We received a total of 67 questionnaire responses, of which 52 responses (usable response rate of 77.6%) were considered complete responses with fully usable data regarding our objectives and included into the analysis for this study. Of the respondents, 40% had been in a neurosurgical Faculty position for 10 or less than 10 years and 60% for 11 years or longer. Demographics of Faculty are shown in Table 2. By applying Latent Class analysis to the responses related to the importance of each performance marker, we found two classes of Faculty that described their perspectives on necessary performance markers for demonstrating competence attainment of an EPA (Fig. 1). Table 3 demonstrates characteristics of each LCA class. The first group included Faculty who had a mixture of agreeability on every performance marker. In contrast, Faculty in the class 2 were found to have 100% agreeability for being able to “perform safely,” “perform effectively,” “adapt performance or decisions in response to unexpected events,” “adapt performance or decisions in response to contextual complexities of the case,” and “perform independently,” which are similar to the five performance markers with the highest average degree of importance for demonstrating competence attainment of an EPA.

Table 2 Demographics of respondents (N = 52)
Fig. 1
figure 1

Findings from latent class analysis

Table 3 Characteristics of faculty in class 1 and 2 from latent class analysis

No significant differences in these two classes were found when considering Faculty’s working experience or selected level E as a graduation target.

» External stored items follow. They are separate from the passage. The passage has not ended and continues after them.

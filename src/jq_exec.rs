use anyhow::{anyhow, Context, Result};
use jaq_core::{compile::Undefined, load, Compiler, Ctx, RcIter};
use jaq_json::Val;
use serde_json::Value;

/// Run a jq filter over one document; each output becomes its own document.
pub fn run_jaq(filter_src: &str, input: &Value) -> Result<Vec<Value>> {
    let loader = load::Loader::new(jaq_std::defs().chain(jaq_json::defs()));
    let arena = load::Arena::default();
    let program = load::File { code: filter_src, path: () };

    let modules = loader.load(&arena, program).map_err(format_parse_errors)?;

    let filter = Compiler::default()
        .with_funs(jaq_std::funs().chain(jaq_json::funs()))
        .compile(modules)
        .map_err(format_undefined_errors)?;

    let inputs = RcIter::new(core::iter::empty());
    let outputs = filter.run((Ctx::new([], &inputs), Val::from(input.clone())));

    let mut out = Vec::new();
    for item in outputs {
        let v = item.map_err(|e| anyhow!("jq runtime error: {e:?}"))?;
        // Val's Display is JSON text
        let json = serde_json::from_str::<Value>(&v.to_string())
            .with_context(|| format!("jq output is not JSON: {v}"))?;
        out.push(json);
    }
    Ok(out)
}

fn format_parse_errors(errs: Vec<(load::File<&str, ()>, load::Error<&str>)>) -> anyhow::Error {
    let mut s = String::new();
    for (file, err) in errs {
        s.push_str(&format!("parse error: {err:?} in `{}`\n", file.code));
    }
    anyhow!(s)
}

fn format_undefined_errors(errs: Vec<(load::File<&str, ()>, Vec<(&str, Undefined)>)>) -> anyhow::Error {
    let mut s = String::new();
    for (file, list) in errs {
        for (name, undef) in list {
            s.push_str(&format!("undefined `{name}`: {undef:?} in `{}`\n", file.code));
        }
    }
    anyhow!(s)
}
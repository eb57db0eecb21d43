use indexmap::IndexMap;

use super::{coerce_f64, normalize_alignment, normalize_dimension, present, Alignment, Dimension};
use crate::error::CoercionError;
use crate::value::Value;

const DIMENSION_KEYS: &[&str] = &["left", "top", "right", "bottom", "width", "height", "x", "y"];
const ALIGNMENT_KEYS: &[&str] = &["anchor", "alignment"];
const LAYER_KEYS: &[&str] = &["z", "z_index"];

#[derive(Debug, Clone, PartialEq)]
pub enum FrameEntry {
    Dimension(Dimension),
    Alignment(Alignment),
    /// Stacking order.
    Layer(f64),
}

impl From<FrameEntry> for Value {
    fn from(e: FrameEntry) -> Self {
        match e {
            FrameEntry::Dimension(d) => d.into(),
            FrameEntry::Alignment(a) => a.into(),
            FrameEntry::Layer(z) => Value::Float(z),
        }
    }
}

/// Geometry of a child positioned inside a frame, recognized keys only.
#[derive(Debug, Clone, PartialEq, Default)]
pub struct Frame {
    pub entries: IndexMap<String, FrameEntry>,
}

impl Frame {
    pub fn get(&self, key: &str) -> Option<&FrameEntry> {
        self.entries.get(key)
    }

    pub fn is_empty(&self) -> bool {
        self.entries.is_empty()
    }
}

impl From<Frame> for Value {
    fn from(f: Frame) -> Self {
        Value::Object(f.entries.into_iter().map(|(k, e)| (k, e.into())).collect())
    }
}

/// Copy recognized geometry keys, coercing each with its normalizer.
///
/// In strict mode any unrecognized key fails the whole call; otherwise such
/// keys are dropped. `null` entries are skipped either way.
pub fn normalize_frame(value: Option<&Value>, strict: bool) -> Result<Frame, CoercionError> {
    const WHAT: &str = "frame";
    let Some(value) = present(value) else { return Ok(Frame::default()) };
    let Value::Object(map) = value else {
        return Err(CoercionError::WrongType { what: WHAT, found: value.type_name() });
    };

    let mut frame = Frame::default();
    let mut unknown = Vec::new();
    for (key, val) in map {
        if val.is_null() {
            continue;
        }
        let k = key.as_str();
        let entry = if DIMENSION_KEYS.contains(&k) {
            normalize_dimension(Some(val))?.map(FrameEntry::Dimension)
        } else if ALIGNMENT_KEYS.contains(&k) {
            normalize_alignment(Some(val))?.map(FrameEntry::Alignment)
        } else if LAYER_KEYS.contains(&k) {
            Some(FrameEntry::Layer(coerce_f64(val, WHAT)?))
        } else {
            unknown.push(key.clone());
            None
        };
        if let Some(entry) = entry {
            frame.entries.insert(key.clone(), entry);
        }
    }

    if strict && !unknown.is_empty() {
        return Err(CoercionError::UnknownKeys { what: WHAT, keys: unknown });
    }
    Ok(frame)
}
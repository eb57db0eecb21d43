//! Document loading for the CLI: paths/globs, NDJSON, pointer selection, jq.
use std::io::Read;
use std::path::{Path, PathBuf};

use anyhow::{anyhow, bail, Context, Result};
use clap::Args;

// ————————————————————————————————————————————————————————————————————————————
// TYPES
// ————————————————————————————————————————————————————————————————————————————

#[derive(Args, Debug, Clone)]
pub struct InputSettings {
    /// treat input as newline-delimited JSON (NDJSON)
    #[arg(long, default_value_t = false)]
    pub ndjson: bool,

    /// JSON Pointer to select a subnode in each document (e.g. /controls/0/props)
    #[arg(long)]
    pub json_pointer: Option<String>,

    /// JQ pre-process filter for each document; every output is validated separately
    #[arg(long)]
    pub jq_expr: Option<String>,

    /// One or more inputs. May be literal paths, quoted glob patterns, or '-' for stdin
    #[arg(long, short, num_args = 1.., required = true)]
    pub input: Vec<String>,
}

/// One JSON value to check, labelled with where it came from.
#[derive(Debug, Clone)]
pub struct Document {
    pub source: String,
    pub value: serde_json::Value,
}

// ————————————————————————————————————————————————————————————————————————————
// IMPLEMENTATION
// ————————————————————————————————————————————————————————————————————————————

impl InputSettings {
    pub fn load_documents(&self) -> Result<Vec<Document>> {
        let mut out = Vec::new();
        for source_path in resolve_file_path_patterns(&self.input)? {
            let (label, text) = read_source(&source_path)?;
            for (label, value) in self.parse_source(&label, &text)? {
                self.select(label, value, &mut out)?;
            }
        }
        tracing::debug!(documents = out.len(), "loaded input documents");
        Ok(out)
    }

    fn parse_source(&self, label: &str, text: &str) -> Result<Vec<(String, serde_json::Value)>> {
        if !self.ndjson {
            let value = serde_json::from_str(text)
                .with_context(|| format!("failed to parse JSON source ({label})"))?;
            return Ok(vec![(label.to_string(), value)]);
        }
        text.lines()
            .enumerate()
            .filter(|(_, line)| !line.trim().is_empty())
            .map(|(i, line)| {
                let at = format!("{label}:{}", i + 1);
                let value = serde_json::from_str(line).with_context(|| format!("failed to parse NDJSON line ({at})"))?;
                Ok((at, value))
            })
            .collect()
    }

    fn select(&self, label: String, value: serde_json::Value, out: &mut Vec<Document>) -> Result<()> {
        let value = match self.json_pointer.as_deref() {
            None => value,
            Some(pointer) => value
                .pointer(pointer)
                .cloned()
                .ok_or_else(|| anyhow!("JSON pointer {pointer} selects nothing in {label}"))?,
        };
        match self.jq_expr.as_deref() {
            None => out.push(Document { source: label, value }),
            Some(jq_expr) => {
                let results = crate::jq_exec::run_jaq(jq_expr, &value)
                    .with_context(|| format!("failed to apply jq expression to {label}"))?;
                let many = results.len() > 1;
                for (i, value) in results.into_iter().enumerate() {
                    let source = if many { format!("{label}#{i}") } else { label.clone() };
                    out.push(Document { source, value });
                }
            }
        }
        Ok(())
    }
}

// ————————————————————————————————————————————————————————————————————————————
// INTERNAL HELPERS
// ————————————————————————————————————————————————————————————————————————————

fn read_source(path: &Path) -> Result<(String, String)> {
    if path.as_os_str() == "-" {
        let mut text = String::new();
        std::io::stdin().read_to_string(&mut text).context("failed to read stdin")?;
        return Ok(("<stdin>".to_string(), text));
    }
    let label = path.to_string_lossy().to_string();
    let text = std::fs::read_to_string(path).with_context(|| format!("failed to read source file {label}"))?;
    Ok((label, text))
}

pub fn resolve_file_path_patterns<I>(patterns: I) -> Result<Vec<PathBuf>>
where
    I: IntoIterator,
    I::Item: AsRef<str>,
{
    fn has_glob_chars(s: &str) -> bool {
        s.bytes().any(|b| matches!(b, b'*' | b'?' | b'[' | b'{'))
    }

    let mut out = Vec::<PathBuf>::new();

    for raw in patterns {
        let pattern = raw.as_ref();

        if has_glob_chars(pattern) {
            let before = out.len();
            for entry in glob::glob(pattern).with_context(|| format!("invalid glob pattern: {pattern}"))? {
                out.push(entry?);
            }
            if out.len() == before {
                bail!("glob pattern matched no files: {pattern}");
            }
        } else {
            out.push(PathBuf::from(pattern));
        }
    }

    Ok(out)
}

#[cfg(test)]
mod tests {
    use super::*;
    use serde_json::json;

    fn settings(ndjson: bool, json_pointer: Option<&str>, jq_expr: Option<&str>) -> InputSettings {
        InputSettings {
            ndjson,
            json_pointer: json_pointer.map(str::to_string),
            jq_expr: jq_expr.map(str::to_string),
            input: Vec::new(),
        }
    }

    #[test]
    fn ndjson_labels_lines() {
        let docs = settings(true, None, None).parse_source("f", "{\"a\":1}\n\n{\"a\":2}\n").unwrap();
        let labels: Vec<_> = docs.iter().map(|(l, _)| l.as_str()).collect();
        assert_eq!(labels, ["f:1", "f:3"]);
    }

    #[test]
    fn pointer_and_jq_selection() {
        let mut out = Vec::new();
        settings(false, Some("/root"), Some(".items[]"))
            .select("f".into(), json!({"root": {"items": [{"x": 1}, {"x": 2}]}}), &mut out)
            .unwrap();
        assert_eq!(out.len(), 2);
        assert_eq!(out[1].source, "f#1");
        assert_eq!(out[1].value, json!({"x": 2}));

        let err = settings(false, Some("/missing"), None).select("f".into(), json!({}), &mut out);
        assert!(err.is_err());
    }

    #[test]
    fn unmatched_glob_is_an_error() {
        assert!(resolve_file_path_patterns(["/no/such/dir/*.json"]).is_err());
        assert_eq!(resolve_file_path_patterns(["a.json"]).unwrap(), [PathBuf::from("a.json")]);
    }
}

Aim 1: Resident performance markers of EPA competence attainment

When Faculty were asked to rate the degree of importance of each performance marker for demonstrating competence attainment of an EPA, the most important resident performance marker was to perform the procedures safely (Fig. 2). Moreover, being able to “perform safely” is the marker that had highest proportion of strongly agree or agree (96.1%). The other four performance markers with the highest average degree of importance were: being able to “perform effectively,” “adapt their performance or decisions in response to unexpected events,” “adapt their performance or decisions in response to contextual complexities of the case,” and “perform independently.” On the other hand, the least important resident performance marker, on average, was to “perform without supervision.” In addition, being able to “perform without supervision” is the marker that had greatest proportion of strongly disagree or disagree of (19.3%).

Fig. 2
figure 2

Faculty’s perspectives on degree of importance of resident performance markers for demonstrating competence attainment of an EPA

Figure 3 shows the results of the performance markers Faculty indicated to be important for demonstrating resident competence attainment of an EPA from their perspective as a Faculty member (in blue-colored bar) and the performance markers that would be important to them if they were a patient (green-colored bar). Being able to “perform safely” and “adapt performance or decision in response to contextual complexities of the case” were the two most frequently chosen performance markers by Faculty from their perspective as both Faculty and a patient point of view. Performing without supervision was considered far less important when respondents considered the level from the perspective of Faculty or the perspective as patients when answering the question.

Fig. 3
figure 3

Perspectives of faculty as a patient versus faculty as a faculty member

The finding that being able to “perform without supervision” was seen as less important than other resident performance markers in demonstrating resident competence attainment of an EPA were supported by the following Faculty comments:

A neurosurgeon who strongly disagreed with being able to “perform without supervision” said:

“No student pilot transports passengers without supervision….an important analogy.”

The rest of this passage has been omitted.